L’organisme collecteur est susceptible de refuser le financement du congé, notamment lorsque les demandes de prise en charge ne peuvent être toutes simultanément satisfaites, ou lorsque l’organisme chargé de la réalisation de ce bilan de compétences ne figure pas sur la liste arrêtée par l’organisme paritaire.
Le salarié dont la demande de prise en charge est rejetée, peut présenter un recours gracieux à l'organisme collecteur dans les 2 mois suivant la date d'envoi de la notification du refus de prise en charge. En cas de confirmation du refus de prise en charge, l'organisme collecteur doit motiver sa décision.
La réalisation du bilan est subordonnée à la signature d’une convention par le salarié, l’organisme prestataire de bilan et l’organisme paritaire agréé au titre du congé individuel de formation (FONGECIF, ou dans certains cas, OPCA de branche).
Pour compléter la préparation ou la réalisation de son bilan, le salarié peut utiliser son droit individuel à la formation (DIF).
Un travailleur ayant bénéficié d’une autorisation d’absence pour effectuer un bilan de compétences, ne peut prétendre dans la même entreprise au bénéfice d’une nouvelle autorisation d’absence dans le même but, avant l’expiration d’un délai de franchise de cinq ans.

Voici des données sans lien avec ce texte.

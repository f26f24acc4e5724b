//! Shared fixtures: an in-memory node and sample records

use crate::chain::{ChainAggregates, HeadNotification, HeadStream, HeaderInfo, NodeApi};
use crate::db::{BlockRecord, SnapshotRecord};
use crate::ingest::SessionCounters;
use anyhow::{anyhow, bail, Result};
use async_trait::async_trait;
use num_bigint::BigUint;
use std::collections::{HashMap, HashSet};
use std::sync::atomic::{AtomicU64, AtomicUsize, Ordering};
use std::sync::Mutex;
use std::time::Duration;
use tokio::sync::mpsc;
use tokio_stream::wrappers::UnboundedReceiverStream;

pub const EPOCH_DURATION: u64 = 600;

/// Deterministic chain `0..=head` where block `n` sits at slot `n`
pub struct MockNode {
    head: AtomicU64,
    finalized: AtomicU64,
    session_index: AtomicU64,
    failures: Mutex<HashMap<u64, u32>>,
    corrupt: Mutex<HashSet<u64>>,
    counters_delay: Mutex<Duration>,
    requested: Mutex<Vec<u64>>,
    counters_calls: AtomicUsize,
    heads: Mutex<Option<mpsc::UnboundedReceiver<HeadNotification>>>,
}

impl MockNode {
    pub fn with_chain(head: u64) -> Self {
        Self {
            head: AtomicU64::new(head),
            finalized: AtomicU64::new(head),
            session_index: AtomicU64::new(0),
            failures: Mutex::new(HashMap::new()),
            corrupt: Mutex::new(HashSet::new()),
            counters_delay: Mutex::new(Duration::ZERO),
            requested: Mutex::new(Vec::new()),
            counters_calls: AtomicUsize::new(0),
            heads: Mutex::new(None),
        }
    }

    pub fn hash_of(number: u64) -> String {
        format!("0x{:064x}", number)
    }

    fn number_of(hash: &str) -> Result<u64> {
        u64::from_str_radix(hash.trim_start_matches("0x"), 16)
            .map_err(|_| anyhow!("unknown hash {}", hash))
    }

    /// Make `block_hash(number)` fail the next `times` calls
    pub fn fail_block(&self, number: u64, times: u32) {
        self.failures.lock().unwrap().insert(number, times);
    }

    /// Give `number` a slot before its epoch start
    pub fn corrupt_counters(&self, number: u64) {
        self.corrupt.lock().unwrap().insert(number);
    }

    pub fn set_finalized(&self, number: u64) {
        self.finalized.store(number, Ordering::SeqCst);
    }

    pub fn set_session(&self, index: u64) {
        self.session_index.store(index, Ordering::SeqCst);
    }

    pub fn set_counters_delay(&self, delay: Duration) {
        *self.counters_delay.lock().unwrap() = delay;
    }

    /// Block numbers in the order their hashes were requested
    pub fn requested(&self) -> Vec<u64> {
        self.requested.lock().unwrap().clone()
    }

    pub fn counters_calls(&self) -> usize {
        self.counters_calls.load(Ordering::SeqCst)
    }

    /// Sender feeding the stream returned by the next `subscribe_new_heads`
    pub fn head_sender(&self) -> mpsc::UnboundedSender<HeadNotification> {
        let (tx, rx) = mpsc::unbounded_channel();
        *self.heads.lock().unwrap() = Some(rx);
        tx
    }

    pub fn head(number: u64) -> HeadNotification {
        HeadNotification {
            number,
            hash: Self::hash_of(number),
        }
    }
}

#[async_trait]
impl NodeApi for MockNode {
    async fn block_hash(&self, number: u64) -> Result<String> {
        self.requested.lock().unwrap().push(number);

        if let Some(remaining) = self.failures.lock().unwrap().get_mut(&number) {
            if *remaining > 0 {
                *remaining -= 1;
                bail!("connection reset while fetching #{}", number);
            }
        }

        if number > self.head.load(Ordering::SeqCst) {
            bail!("Block {} not known to node", number);
        }
        Ok(Self::hash_of(number))
    }

    async fn header(&self, hash: &str) -> Result<HeaderInfo> {
        let number = Self::number_of(hash)?;
        Ok(HeaderInfo {
            number,
            parent_hash: Self::hash_of(number.saturating_sub(1)),
            state_root: format!("0xstate{}", number),
            extrinsics_root: format!("0xext{}", number),
            author: (number > 0).then(|| format!("0xvalidator{}", number % 4)),
            is_epoch_start: number % EPOCH_DURATION == 0,
            timestamp_ms: 1_600_000_000_000 + number as i64 * 6_000,
        })
    }

    async fn counters_at(&self, hash: &str) -> Result<SessionCounters> {
        self.counters_calls.fetch_add(1, Ordering::SeqCst);
        let delay = *self.counters_delay.lock().unwrap();
        if !delay.is_zero() {
            tokio::time::sleep(delay).await;
        }

        let number = Self::number_of(hash)?;
        let epoch_index = if self.corrupt.lock().unwrap().contains(&number) {
            number / EPOCH_DURATION + 1
        } else {
            number / EPOCH_DURATION
        };

        Ok(SessionCounters {
            epoch_duration: EPOCH_DURATION.into(),
            sessions_per_era: 6u32.into(),
            epoch_index: epoch_index.into(),
            genesis_slot: BigUint::default(),
            current_slot: number.into(),
            current_index: self.session_index.load(Ordering::SeqCst).into(),
            current_era_start_session_index: BigUint::default(),
        })
    }

    async fn chain_aggregates(&self, _hash: &str) -> Result<ChainAggregates> {
        Ok(ChainAggregates {
            total_issuance: BigUint::from(10u32).pow(30),
            total_emission: 5_000u32.into(),
            active_accounts: 17,
        })
    }

    async fn best_head(&self) -> Result<HeadNotification> {
        Ok(Self::head(self.head.load(Ordering::SeqCst)))
    }

    async fn finalized_number(&self) -> Result<u64> {
        Ok(self.finalized.load(Ordering::SeqCst))
    }

    async fn subscribe_new_heads(&self) -> Result<HeadStream> {
        let rx = self
            .heads
            .lock()
            .unwrap()
            .take()
            .ok_or_else(|| anyhow!("no head sender installed"))?;
        Ok(Box::pin(UnboundedReceiverStream::new(rx)))
    }
}

pub fn block_record(number: u64) -> BlockRecord {
    BlockRecord {
        block_number: number,
        block_hash: MockNode::hash_of(number),
        parent_hash: MockNode::hash_of(number.saturating_sub(1)),
        extrinsics_root: "0xext".to_string(),
        state_root: "0xstate".to_string(),
        author: None,
        is_finalized: false,
        timestamp: 1_600_000_000_000,
        session_index: 1,
        epoch_index: 0,
        era_length: 3_600u32.into(),
        session_progress: number.into(),
        era_progress: number.into(),
        is_epoch_start: number == 0,
    }
}

pub fn snapshot_record(session_index: u64) -> SnapshotRecord {
    SnapshotRecord {
        block_height: session_index * EPOCH_DURATION,
        session_index,
        total_issuance: 1_000_000u32.into(),
        total_emission: 10u32.into(),
        active_accounts: 3,
        timestamp: 1_700_000_000_000,
    }
}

Rémunération et statut du salarié en congé

Dès lors qu'il a obtenu d'un organisme collecteur la prise en charge des dépenses correspondantes à son congé, le salarié a droit à une rémunération égale à celle qu'il aurait perçue s'il était resté à son poste de travail (dans la limite de 24 heures). Elle lui est versée par l’employeur, lequel est remboursé par l’organisme collecteur.
Il conserve son statut, ses droits individuels et collectifs et sa protection sociale habituelle.
Le congé est assimilé à une période de travail pour la détermination des droits du salarié en matière de congé payé annuel et sa durée est comptabilisée pour le calcul de son ancienneté.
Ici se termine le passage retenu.